Moreover, even if Plaintiff's claims were not barred by res judicata, the complaint must be dismissed for the same reasons that this Court dismissed the complaint in Calderon I. Plaintiff has failed to present a federal question under 28 U.S.C. § 1331, because her claims do not arise under the Constitution or laws of the United States. ( See Dismissal Order at 4-5 (citing Arbaugh v. Y & H Corp., 546 U.S. at 513)). Although Plaintiff emphasizes Defendants' alleged violation of Rule 500.1, such a violation does not arise under federal law and, therefore, cannot serve as the basis for this Court's jurisdiction. Plaintiff has also failed to properly invoke diversity jurisdiction, pursuant to 28 U.S.C. § 1332, because Plaintiff and Defendants are all alleged to be citizens of the State of New York. ( See Compl. II at 1; Dismissal Order at 4 (citing Arbaugh v. Y & H Corp., 546 U.S. 500, 513 (2006)). In addition, since Plaintiff asks this Court to review and reject unfavorable judgments of the state court which were rendered before this action was commenced, this action is barred by the Rooker-Feldman doctrine, which provides "that federal district courts lack jurisdiction over suits that are, in substance, appeals from statecourt judgments[.]" ( See Dismissal Order at 5 (citing Hoblock v. Albany County Bd. of Elections, 422 F.3d 77, 84 (2d Cir. 2005)).
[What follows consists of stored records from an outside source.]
use std::net::{IpAddr, Ipv4Addr, Ipv6Addr};

/// Port value for peers discovered without one (e.g. from an incoming
/// connection behind a NAT).
pub const PORT_UNKNOWN: u16 = 0;

/// Option flags a peer is known to support, gossiped in PEX `added.f`.
#[derive(Debug, Clone, Copy, PartialEq, Eq, Hash, Default)]
pub struct PeerOptions(u8);

impl PeerOptions {
    const ENCRYPTION: u8 = 0x01;
    const SEED: u8 = 0x02;

    pub fn new() -> Self {
        Self(0)
    }

    pub fn from_flags(flags: u8) -> Self {
        Self(flags & (Self::ENCRYPTION | Self::SEED))
    }

    pub fn with_encryption(mut self) -> Self {
        self.0 |= Self::ENCRYPTION;
        self
    }

    pub fn with_seed(mut self) -> Self {
        self.0 |= Self::SEED;
        self
    }

    pub fn supports_encryption(&self) -> bool {
        self.0 & Self::ENCRYPTION != 0
    }

    pub fn is_seed(&self) -> bool {
        self.0 & Self::SEED != 0
    }

    pub fn flags(&self) -> u8 {
        self.0
    }
}

/// Posible peer decoding errors.
#[derive(Debug, PartialEq)]
pub enum PeerError {
    InvalidCompactLength(usize),
}

/// A peer endpoint as discovered by a peer source.
///
/// Identity is the endpoint: equality and hashing ignore the option
/// flags so a rediscovered peer with new flags collapses onto the same
/// entry.
#[derive(Debug, Clone, Copy)]
pub struct Peer {
    pub ip: IpAddr,
    pub port: u16,
    pub options: PeerOptions,
}

impl PartialEq for Peer {
    fn eq(&self, other: &Self) -> bool {
        self.ip == other.ip && self.port == other.port
    }
}

impl Eq for Peer {}

impl std::hash::Hash for Peer {
    fn hash<H: std::hash::Hasher>(&self, state: &mut H) {
        self.ip.hash(state);
        self.port.hash(state);
    }
}

impl Peer {
    pub fn new(ip: IpAddr, port: u16) -> Self {
        Self {
            ip,
            port,
            options: PeerOptions::new(),
        }
    }

    pub fn with_options(ip: IpAddr, port: u16, options: PeerOptions) -> Self {
        Self { ip, port, options }
    }

    pub fn is_ipv4(&self) -> bool {
        self.ip.is_ipv4()
    }

    /// Whether this peer refers to the same remote as `other`.
    ///
    /// The address must match; ports must match too unless one side
    /// never learned the real listen port.
    pub fn is_same_endpoint(&self, other: &Peer) -> bool {
        if self.ip != other.ip {
            return false;
        }
        self.port == other.port || self.port == PORT_UNKNOWN || other.port == PORT_UNKNOWN
    }

    /// Packs the endpoint into the compact form used by PEX lists:
    /// 4 (or 16) address bytes followed by a big-endian port.
    pub fn to_compact(&self) -> Vec<u8> {
        let mut bytes = match self.ip {
            IpAddr::V4(ip) => ip.octets().to_vec(),
            IpAddr::V6(ip) => ip.octets().to_vec(),
        };
        bytes.extend(self.port.to_be_bytes());
        bytes
    }

    /// Reads one compact IPv4 endpoint (6 bytes).
    pub fn from_compact_v4(bytes: &[u8]) -> Result<Self, PeerError> {
        if bytes.len() != 6 {
            return Err(PeerError::InvalidCompactLength(bytes.len()));
        }
        let ip = Ipv4Addr::new(bytes[0], bytes[1], bytes[2], bytes[3]);
        let port = u16::from_be_bytes([bytes[4], bytes[5]]);
        Ok(Self::new(IpAddr::V4(ip), port))
    }

    /// Reads one compact IPv6 endpoint (18 bytes).
    pub fn from_compact_v6(bytes: &[u8]) -> Result<Self, PeerError> {
        if bytes.len() != 18 {
            return Err(PeerError::InvalidCompactLength(bytes.len()));
        }
        let mut octets = [0u8; 16];
        octets.copy_from_slice(&bytes[..16]);
        let port = u16::from_be_bytes([bytes[16], bytes[17]]);
        Ok(Self::new(IpAddr::V6(Ipv6Addr::from(octets)), port))
    }
}

impl std::fmt::Display for Peer {
    fn fmt(&self, f: &mut std::fmt::Formatter<'_>) -> std::fmt::Result {
        write!(f, "{}:{}", self.ip, self.port)
    }
}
For the foregoing reasons, the complaint is dismissed with prejudice for lack of subject matter jurisdiction. Fed.R.Civ.P. 12(h)(3). The court certifies pursuant to 28 U.S.C. § 1915(a)(3) that any appeal would not be taken in good faith and, therefore, in forma pauperis status is denied for purpose of an appeal. Coppedge v. United States, 369 U.S. 438, 444-45 (1962).